日本でのターニングポイントとなった2つの事例
1999年といえば、ネットスクリーンと競合するソニックウォールやウォッチガードなどファイアウォール・VPNアプライアンスのベンダーも徐々に増えてきた時期だ。この時期からブロードバンドの普及が本格化する2003年までに、NetScreenシリーズは定番ファイアウォールの地位を確立した。販売代理店である日立西部ソフトウェアから見ると、ターニングポイントとして、2つのユーザー事例が大きく関わっているという。
1つ目は、NetScreen-100を一気に30台導入した某官公庁での導入事例である。発売当初の1999年にスタートしたこの事例では、サーバの手前にNetScreen-100を並べ、庁内のネットワークをすべてVPN化するという事例だ。計画では、ファイアウォールやVPNのほか、先進的なロードバランシングの機能も動かして、サーバの負荷分散を図る予定であった。
しかし、NetScreen-100の製品の品質に当時は大きな問題があった。「とにかく絶対にこの案件は取りたいと勇んでいたんですが、ふたを開けてみればVPNがつながらない、ロードバランシングがきちんと動作しないなど、1カ月で100件くらいの不具合が見つかったのです」(野村氏)という事態に。野村氏たちが徹夜での検証作業を進めると共に、米ネットスクリーンにソフトウェアの修正を依頼した。しかし、難産のかいあり、不具合は次々と解消され、製品の品質は飛躍的に向上。導入も無事に成功したという。販社とベンダーのふんばりが製品の品質を上げたというよい例だろう。
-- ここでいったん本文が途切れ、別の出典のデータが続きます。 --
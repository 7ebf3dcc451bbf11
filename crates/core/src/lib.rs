//! # preflight-core
//!
//! Platform-agnostic checklist typesetting.
//!
//! The pipeline parses checklist markup into a document tree, lays the tree
//! out page by page and hands the drawing to a page surface: either the
//! in-memory [`RecordingSurface`] or the PDF writing [`LopdfSurface`].
//! Output goes to any `std::io::Write`; this crate does not touch the
//! filesystem.

// Re-export foundation crates
pub use preflight_model as model;
pub use preflight_style as style;
pub use preflight_traits as traits;
pub use preflight_types as types;

// Re-export parsing, algorithm and render crates
pub use preflight_layout as layout;
pub use preflight_markup as markup;
pub use preflight_render_core as render;
pub use preflight_render_lopdf as pdf;

pub mod error;
pub mod pipeline;

pub use error::PipelineError;
pub use pipeline::{
    Generated, document_title, document_to_json, layout_document, markup_to_document, markup_to_pdf,
    parse_markup, render_pdf,
};

pub use preflight_model::{CenteredText, Checklist, ChecklistSection, SectionEntry, SectionItem};
pub use preflight_render_core::{PageElement, PageSurface, PaginatedDocument, RecordingSurface};
pub use preflight_render_lopdf::LopdfSurface;
pub use preflight_style::Configuration;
もう1つは、大手通信事業者のインターネット接続のVPNサービスでの採用である。このVPNサービスは、ユーザー拠点に設置したVPN装置を設置・管理するサービスで、ADSLやFTTHの普及と共に、企業での需要が見込まれていた。しかも、大手通信事業者のサービスだけに売上的なインパクトはきわめて大きい。しかし、実はブロードバンド接続に必須のPPPoE(PPP over Ethernet)が、日本の仕様と米国の仕様と異なっていた。つまり、日本仕様のPPPoE対応を開発しなければ、採用はありえないということだ。
当時を振り返って野村氏は「ここは他のベンダーとの競争でしたね。我々は意地でも対応してもらいたい、開発費を出すから、独占販売させてくれとまで米ネットスクリーンにお願いしました。結局、2001年に話がまとまり、日本仕様のPPPoEに対応した製品を2002年に投入できました」と語っている。そして、これが大手通信事業者でのVPNサービス採用につながり、NetScreenシリーズの日本でのシェア1位は決定的となったのだ。
ベンチャーということもあり、品質的に不十分な問題もあったが、「総じて、米ネットスクリーンは非常に真面目で誠実な会社でした。無理難題だったかもしれない我々の要求に、きちんと応えてくれました。これが日本、ひいてはワールドワイドでの成功の理由だったと思います」と野村氏は米ネットスクリーンについて評している。
ジュニパーによる買収で品質に磨き
NetScreenも日本進出10年へ
日立西部ソフトウェアは、2000年に合併して日立システムアンドサービスとなり、その同年にも1Gbps対応のNetScreen-1000や超小型筐体のNetScreen-5などを続々と販売した。
日本市場においては、そのほかにもネットスクリーン製品を扱う販売代理店がいくつかあったが、日本語マニュアルを独自に作ったり、サポート面を充実させるなど、各社が切磋琢磨したことがプラスに働き、売上は着実に伸びたという。
そして2004年、米ジュニパーネットワークスが、約40億ドルで米ネットスクリーンを買収。NetScreenは同社のセキュリティ製品のブランドとして残り、今に至る。最近では、ファイアウォールやVPNのほか、アンチウイルス、IDS・IPS、アンチスパムなどを統合したUTM(Unified Threat Management)が主流になっているが、ジュニパーもNetScreenの遺伝子を引き継いた「SSGシリーズ」としてUTM製品を展開している。
日立システムでも、「通信事業者向けの製品を作ってきたジュニパーの傘下に入ったことで、やはり製品の品質は向上したと思います。NetScreenのリプレイス需要もあり、SSGは大きく成功しています」(野村氏)という現状になっている。
そして、1998年に日立西部ソフトウェアが日本でのNetSreeenシリーズの発売を発表してから、2008年12月をもっていよいよ10年を迎えた。今後もセキュリティの脅威は拡大していくだろうが、NetScreenやSSG製品は企業の安全なインターネット利用を支えていくことになるだろう。